September 14, 2021 - Sanford Burnham Prebys Medical Discovery Institute scientists discovered that the protein RNF5 plays an unusual role in acute myeloid leukemia (AML). By targeting the specific protein, researchers could advance AML treatment through precision medicine.

Going in a different direction than its expected role, RNF5 binds with a second protein called RBBP4 to control the expression of the genes impacted in AML.

“AML cells are highly dependent on the RNF5 protein,” director of the NCI-designated Cancer Center at Sanford Burnham Prebys and senior author of the paper, Ze’ev Ronai PhD, said in a press release.

“If we inhibit it, AML cells don’t survive. We can also use RNF5 levels to stratify patients for specific treatments. For example, if AML patients have low levels of RNF5 or RBBP4, they respond better to HDAC inhibitors, which are targeted treatments already used in the clinic.”

The lab has studied RNF5 for around ten years, primarily in breast and skin cancers. The research team then became interested in the protein’s role in AML when they observed that AML patients with high RNF5 levels often had poor outcomes.

In this study, the lab worked collaboratively with clinicians at Scripps MD Anderson in La Jolla, the Rambam Health Care Campus in Israel, and other leading scientists to generate the findings.

Normally, RNF5 helps mark other proteins for destruction. However, the researcher indicated that the RNF5 picks up a different skill when interacting with AML cells, partnering with the epigenetic regulator RBBP4. Instead of destroying it, RNF5 modifies RBBP4 to control the expression of genes associated with AML growth.

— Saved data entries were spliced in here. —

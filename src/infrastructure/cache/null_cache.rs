//! No-op cache implementation for disabled caching.

use super::service::{CacheResult, CachedLink, LinkCache};
use async_trait::async_trait;
use tracing::debug;

/// A cache implementation that does nothing.
///
/// Every lookup is a miss, so all redirects go to the durable store.
/// Used when caching is explicitly disabled via `CACHE_ENABLED=false`.
pub struct NullCache;

impl NullCache {
    pub fn new() -> Self {
        debug!("Using NullCache (caching disabled)");
        Self
    }
}

impl Default for NullCache {
    fn default() -> Self {
        Self::new()
    }
}

#[async_trait]
impl LinkCache for NullCache {
    async fn get(&self, _short_code: &str) -> CacheResult<Option<CachedLink>> {
        Ok(None)
    }

    async fn set(
        &self,
        _short_code: &str,
        _entry: &CachedLink,
        _ttl_seconds: Option<u64>,
    ) -> CacheResult<()> {
        Ok(())
    }

    async fn invalidate(&self, _short_code: &str) -> CacheResult<()> {
        Ok(())
    }

    async fn health_check(&self) -> bool {
        true
    }
}
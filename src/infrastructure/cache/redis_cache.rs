//! Redis-backed cache implementation.

use super::service::{CacheError, CacheResult, CachedLink, LinkCache};
use async_trait::async_trait;
use redis::{AsyncCommands, Client, aio::ConnectionManager};
use tracing::{debug, error, info, warn};

/// Redis cache for short code resolutions, shared across instances.
///
/// Entries are stored as JSON under `link:{code}` keys. All operations are
/// fail-open: errors are logged but don't propagate to callers.
pub struct RedisCache {
    client: ConnectionManager,
    default_ttl: u64,
    key_prefix: String,
}

impl RedisCache {
    /// Connects to Redis, validates the connection with a PING, and
    /// configures the default TTL.
    ///
    /// # Arguments
    ///
    /// - `redis_url` - Redis connection string (e.g., `"redis://localhost:6379"`)
    /// - `default_ttl_seconds` - TTL applied when [`LinkCache::set`] is
    ///   called with `ttl_seconds = None`; controlled via `CACHE_TTL_SECONDS`
    ///
    /// # Errors
    ///
    /// Returns [`CacheError::Connection`] if the URL is invalid, the
    /// connection cannot be established, or the PING health check fails.
    pub async fn connect(redis_url: &str, default_ttl_seconds: u64) -> CacheResult<Self> {
        info!("Connecting to Redis");

        let client = Client::open(redis_url).map_err(|e| {
            CacheError::Connection(format!("Failed to create Redis client: {}", e))
        })?;

        let manager = ConnectionManager::new(client)
            .await
            .map_err(|e| CacheError::Connection(format!("Failed to connect to Redis: {}", e)))?;

        let mut test_conn = manager.clone();
        test_conn
            .ping::<()>()
            .await
            .map_err(|e| CacheError::Connection(format!("Redis PING failed: {}", e)))?;

        info!("✓ Connected to Redis");

        Ok(Self {
            client: manager,
            default_ttl: default_ttl_seconds,
            key_prefix: "link:".to_string(),
        })
    }

    /// Constructs the full Redis key with namespace prefix.
    fn build_key(&self, short_code: &str) -> String {
        format!("{}{}", self.key_prefix, short_code)
    }
}

#[async_trait]
impl LinkCache for RedisCache {
    async fn get(&self, short_code: &str) -> CacheResult<Option<CachedLink>> {
        let key = self.build_key(short_code);
        let mut conn = self.client.clone();

        match conn.get::<_, Option<String>>(&key).await {
            Ok(Some(raw)) => match serde_json::from_str::<CachedLink>(&raw) {
                Ok(entry) => {
                    debug!("Cache HIT: {}", short_code);
                    Ok(Some(entry))
                }
                Err(e) => {
                    // Unreadable payloads are treated as misses; the entry
                    // will be rewritten on the fallback path.
                    warn!("Corrupt cache entry for {}: {}", short_code, e);
                    Ok(None)
                }
            },
            Ok(None) => {
                debug!("Cache MISS: {}", short_code);
                Ok(None)
            }
            Err(e) => {
                error!("Redis GET error for {}: {}", short_code, e);
                Ok(None)
            }
        }
    }

    async fn set(
        &self,
        short_code: &str,
        entry: &CachedLink,
        ttl_seconds: Option<u64>,
    ) -> CacheResult<()> {
        let key = self.build_key(short_code);
        let mut conn = self.client.clone();
        let ttl = ttl_seconds.unwrap_or(self.default_ttl);

        let payload = serde_json::to_string(entry)
            .map_err(|e| CacheError::Operation(format!("serialize: {}", e)))?;

        match conn.set_ex::<_, _, ()>(&key, payload, ttl).await {
            Ok(_) => {
                debug!("Cache SET: {} (TTL: {}s)", short_code, ttl);
                Ok(())
            }
            Err(e) => {
                warn!("Redis SET error for {}: {}", short_code, e);
                Ok(())
            }
        }
    }

    async fn invalidate(&self, short_code: &str) -> CacheResult<()> {
        let key = self.build_key(short_code);
        let mut conn = self.client.clone();

        match conn.del::<_, i32>(&key).await {
            Ok(deleted) => {
                if deleted > 0 {
                    debug!("Cache INVALIDATE: {}", short_code);
                }
                Ok(())
            }
            Err(e) => {
                warn!("Redis DEL error for {}: {}", short_code, e);
                Ok(())
            }
        }
    }

    async fn health_check(&self) -> bool {
        let mut conn = self.client.clone();
        conn.ping::<()>().await.is_ok()
    }
}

“It was quite surprising for us to find this ubiquitin ligase is actually regulating gene transcription in AML,” said Ali Khateb, PhD, postdoctoral researcher and first author on the paper.

“Ubiquitination improves recruitment of this epigenetic regulator to target genes. When you don’t have RNF5 in the cells, there is less recruitment of RBBP4 to the target genes, leading to their increased expression — and this inhibits AML growth.”

The researchers continued to collect evidence that RNF5 and RBBP4 work collaboratively to drive AML. By analyzing patient blood samples from the United States and Israel, the team confirmed that patients with high RNF5 levels have poor outcomes.

Additionally, they also showed that animals injected with cells that are inhibited for RNF5 had delayed leukemia development and longer survival rates. Continued work showed that inhibiting RBBP4 created the same results.

According to Khateb, these findings could have several therapeutic ramifications. By inhibiting RNF5, scientists could improve targeted therapies, advancing precision medicine.

“Patients with lower levels of either RNF5 or RBBP4 will probably respond better to HDAC inhibitors,” said Ronai. “We may be able to identify which AML patients will respond to these treatments based on their RNF5 or RBBP4 expression.”